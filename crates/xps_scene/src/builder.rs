//! Handing a decoded document over to a scene building host
//!
//! The decoder never looks at the filesystem or at any host state. Whatever turns the records
//! into actual objects implements [`SceneBuilder`], and [`import_scene`] drives it: it applies
//! the [`ImportOptions`] policy, calls the builder in file order, and collects everything that
//! went wrong into an [`ImportReport`] instead of failing.

use crate::{
    split_tool_path, transform::ItemTransform, BackgroundRecord, BoneRecord, BuildStage,
    CameraRecord, DataQualityWarning, ImportOptions, ItemRecord, LightRecord,
    PostProcessingRecord, SceneDocument, SkyDomeRecord, Warning, Warnings,
};
use glam::Vec3;
use log::{debug, info};
use xps_utils::{ok, AnyResult};

/// Everything a host needs to place one character.
#[derive(Debug, Clone, Copy, PartialEq)]
pub struct CharacterPlacement<'d> {
    /// Tool path of the model directory. Resolving it is up to the host.
    pub path: &'d str,
    pub display_name: &'d str,
    pub visible: bool,
    /// Target space scale.
    pub scale: Vec3,
    /// Target space location.
    pub location: Vec3,
    pub bone_deltas: &'d [BoneRecord],
}

impl<'d> CharacterPlacement<'d> {
    pub fn new(item: &'d ItemRecord) -> Self {
        let transform = ItemTransform::from(item);
        Self {
            path: &item.path,
            display_name: &item.name,
            visible: item.visible,
            scale: transform.scale,
            location: transform.location,
            bone_deltas: &item.bones,
        }
    }

    /// Last segment of the tool path.
    pub fn folder_name(&self) -> Option<&'d str> {
        split_tool_path(self.path).last()
    }
}

/// Host side of an import. Every call may fail; failures end up as warnings in the
/// [`ImportReport`]. Returning a [`DataQualityWarning`] as the error reports it verbatim.
pub trait SceneBuilder {
    fn build_character_placement(&mut self, character: CharacterPlacement<'_>) -> AnyResult;

    fn build_camera(&mut self, camera: &CameraRecord) -> AnyResult;

    /// `index` is 1-based.
    fn build_light(&mut self, index: u8, light: &LightRecord) -> AnyResult;

    /// `include_ground` is false if the ground shouldn't be built, whatever the record says.
    fn build_background(&mut self, background: &BackgroundRecord, include_ground: bool)
        -> AnyResult;

    fn build_sky_dome(&mut self, _sky_dome: &SkyDomeRecord) -> AnyResult {
        ok()
    }

    fn apply_window_resolution(&mut self, _width: u32, _height: u32) -> AnyResult {
        ok()
    }

    fn apply_post_processing(&mut self, _post: &PostProcessingRecord) -> AnyResult {
        ok()
    }
}

/// Outcome of [`import_scene`].
#[derive(Debug, Clone, Default)]
pub struct ImportReport {
    /// Document warnings followed by everything reported during the import.
    pub warnings: Warnings,
    pub characters_built: usize,
    pub characters_skipped: usize,
}

impl ImportReport {
    pub fn has_errors(&self) -> bool {
        !self.warnings.is_empty()
    }

    /// Whether anything beyond string decoding issues went wrong.
    pub fn has_data_quality_issues(&self) -> bool {
        self.warnings
            .iter()
            .any(|w| xps_utils::discriminant_matches!(w, Warning::DataQuality(_)))
    }

    /// Bullet list of all warnings, for showing to a user.
    pub fn error_message(&self) -> String {
        let mut message = String::from("Errors while importing scene:\n");
        for warning in &self.warnings {
            message.push_str(&format!("- {warning}\n"));
        }
        message
    }

    fn record(&mut self, stage: BuildStage, result: AnyResult) {
        if let Err(error) = result {
            let warning = match error.downcast::<DataQualityWarning>() {
                Ok(warning) => warning,
                Err(error) => DataQualityWarning::BuildFailed {
                    stage,
                    message: format!("{error:#}"),
                },
            };
            self.warnings.push(warning);
        }
    }
}

/// Feeds a decoded document to the builder.
pub fn import_scene(
    document: &SceneDocument,
    builder: &mut impl SceneBuilder,
    options: &ImportOptions,
) -> ImportReport {
    let mut report = ImportReport {
        warnings: document.warnings.clone(),
        ..Default::default()
    };

    for item in &document.items {
        if !options.import_models {
            report.characters_skipped += 1;
            continue;
        }
        if !item.visible && options.exclude_hidden_models {
            debug!("Skipping hidden item '{}'", item.name);
            report.characters_skipped += 1;
            continue;
        }

        info!("Building character '{}' from '{}'", item.name, item.path);
        let result = builder.build_character_placement(CharacterPlacement::new(item));
        if result.is_ok() {
            report.characters_built += 1;
        }
        report.record(BuildStage::Character(item.name.clone()), result);
    }

    if options.import_camera {
        let result = builder.build_camera(&document.camera);
        report.record(BuildStage::Camera, result);
    }

    if options.import_lights {
        for (index, light) in document.numbered_lights() {
            let result = builder.build_light(index, light);
            report.record(BuildStage::Light(index), result);
        }
    }

    if let Some(post) = &document.post_processing {
        let result = builder.apply_post_processing(post);
        report.record(BuildStage::PostProcessing, result);
    }

    let result = builder.build_background(&document.background, options.import_ground);
    report.record(BuildStage::Background, result);

    if let Some(sky_dome) = &document.sky_dome {
        let result = builder.build_sky_dome(sky_dome);
        report.record(BuildStage::SkyDome, result);
    }

    if let Some(window) = &document.window {
        if window.is_plausible() {
            let result = builder.apply_window_resolution(window.width, window.height);
            report.record(BuildStage::WindowResolution, result);
        } else {
            // Already reported by the decoder, this only makes sure of it
            report.warnings.push(DataQualityWarning::OversizedWindow {
                width: window.width,
                height: window.height,
            });
        }
    }

    info!(
        "Import finished: {} characters built, {} skipped, {} warnings",
        report.characters_built,
        report.characters_skipped,
        report.warnings.len()
    );
    report
}

#[cfg(test)]
mod tests {
    use super::*;
    use crate::WindowRecord;
    use anyhow::bail;

    #[derive(Default)]
    struct Recorder {
        calls: Vec<String>,
        fail_paths: Vec<String>,
        missing_armature: bool,
        no_importer: bool,
    }

    impl SceneBuilder for Recorder {
        fn build_character_placement(&mut self, character: CharacterPlacement<'_>) -> AnyResult {
            self.calls.push(format!("character {}", character.display_name));
            if self.no_importer {
                return Err(DataQualityWarning::ImporterUnavailable.into());
            }
            if self.fail_paths.iter().any(|path| path == character.path) {
                return Err(DataQualityWarning::MissingAsset {
                    folder: character.folder_name().unwrap_or_default().into(),
                    path: character.path.into(),
                }
                .into());
            }
            if self.missing_armature {
                return Err(DataQualityWarning::MissingArmature {
                    name: character.display_name.into(),
                }
                .into());
            }
            ok()
        }

        fn build_camera(&mut self, _camera: &CameraRecord) -> AnyResult {
            self.calls.push("camera".into());
            ok()
        }

        fn build_light(&mut self, index: u8, _light: &LightRecord) -> AnyResult {
            self.calls.push(format!("light {index}"));
            if index == 2 {
                bail!("light rig broke");
            }
            ok()
        }

        fn build_background(
            &mut self,
            _background: &BackgroundRecord,
            include_ground: bool,
        ) -> AnyResult {
            self.calls.push(format!("background {include_ground}"));
            ok()
        }

        fn apply_window_resolution(&mut self, width: u32, height: u32) -> AnyResult {
            self.calls.push(format!("window {width}x{height}"));
            ok()
        }
    }

    fn item(name: &str, path: &str, visible: bool) -> ItemRecord {
        ItemRecord {
            name: name.into(),
            path: path.into(),
            visible,
            scale: Vec3::ONE,
            ..Default::default()
        }
    }

    fn document() -> SceneDocument {
        SceneDocument {
            items: vec![
                item("lara", "data\\Lara", true),
                item("ghost", "data\\Ghost", false),
            ],
            window: Some(WindowRecord {
                maximized: false,
                width: 800,
                height: 600,
            }),
            ..Default::default()
        }
    }

    #[test]
    fn calls_in_file_order() {
        let mut recorder = Recorder::default();
        let report = import_scene(&document(), &mut recorder, &ImportOptions::default());

        assert_eq!(
            recorder.calls,
            [
                "character lara",
                "camera",
                "light 1",
                "light 2",
                "light 3",
                "background true",
                "window 800x600"
            ]
        );
        assert_eq!(report.characters_built, 1);
        assert_eq!(report.characters_skipped, 1);
        // Light 2 failed
        assert_eq!(report.warnings.len(), 1);
        assert!(report.error_message().contains("light 2"));
    }

    #[test]
    fn hidden_items_can_be_included() {
        let mut recorder = Recorder::default();
        let options = ImportOptions {
            exclude_hidden_models: false,
            import_lights: false,
            import_camera: false,
            import_ground: false,
            ..Default::default()
        };
        let report = import_scene(&document(), &mut recorder, &options);
        assert_eq!(
            recorder.calls,
            [
                "character lara",
                "character ghost",
                "background false",
                "window 800x600"
            ]
        );
        assert_eq!(report.characters_built, 2);
        assert!(!report.has_errors());
    }

    #[test]
    fn builder_warnings_are_kept_verbatim() {
        let mut recorder = Recorder {
            fail_paths: vec!["data\\Lara".into()],
            ..Default::default()
        };
        let options = ImportOptions {
            import_lights: false,
            ..Default::default()
        };
        let report = import_scene(&document(), &mut recorder, &options);
        assert_eq!(report.characters_built, 0);
        assert_eq!(
            report.warnings.as_slice(),
            [Warning::DataQuality(DataQualityWarning::MissingAsset {
                folder: "Lara".into(),
                path: "data\\Lara".into(),
            })]
        );
        assert!(report.has_data_quality_issues());
    }

    #[test]
    fn missing_armature_still_counts_as_a_warning() {
        let mut recorder = Recorder {
            missing_armature: true,
            ..Default::default()
        };
        let options = ImportOptions {
            import_lights: false,
            ..Default::default()
        };
        let report = import_scene(&document(), &mut recorder, &options);
        assert!(matches!(
            report.warnings.as_slice(),
            [Warning::DataQuality(DataQualityWarning::MissingArmature { .. })]
        ));
    }

    #[test]
    fn missing_importer_is_reported_once() {
        let mut recorder = Recorder {
            no_importer: true,
            ..Default::default()
        };
        let options = ImportOptions {
            exclude_hidden_models: false,
            import_lights: false,
            ..Default::default()
        };
        let report = import_scene(&document(), &mut recorder, &options);
        assert_eq!(report.characters_built, 0);
        assert_eq!(
            report.warnings.as_slice(),
            [Warning::DataQuality(DataQualityWarning::ImporterUnavailable)]
        );
    }

    #[test]
    fn oversized_window_isnt_applied() {
        let mut document = document();
        document.window = Some(WindowRecord {
            maximized: false,
            width: 50000,
            height: 600,
        });
        let mut recorder = Recorder::default();
        let options = ImportOptions {
            import_lights: false,
            ..Default::default()
        };
        let report = import_scene(&document, &mut recorder, &options);
        assert!(!recorder.calls.iter().any(|call| call.starts_with("window")));
        assert!(report.has_data_quality_issues());
    }

    #[test]
    fn placement_is_in_target_space() {
        let mut item = item("lara", "data\\Lara", true);
        item.location = Vec3::new(1.0, 2.0, 3.0);
        item.scale = Vec3::new(1.0, 2.0, 3.0);
        let placement = CharacterPlacement::new(&item);
        assert_eq!(placement.location, Vec3::new(1.0, -3.0, 2.0));
        assert_eq!(placement.scale, Vec3::new(1.0, 3.0, 2.0));
    }
}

--------

Task details -
In the lines above, find the word "bail" and copy each line that contains it.

Exercise answer -
    use anyhow::bail;
                bail!("light rig broke");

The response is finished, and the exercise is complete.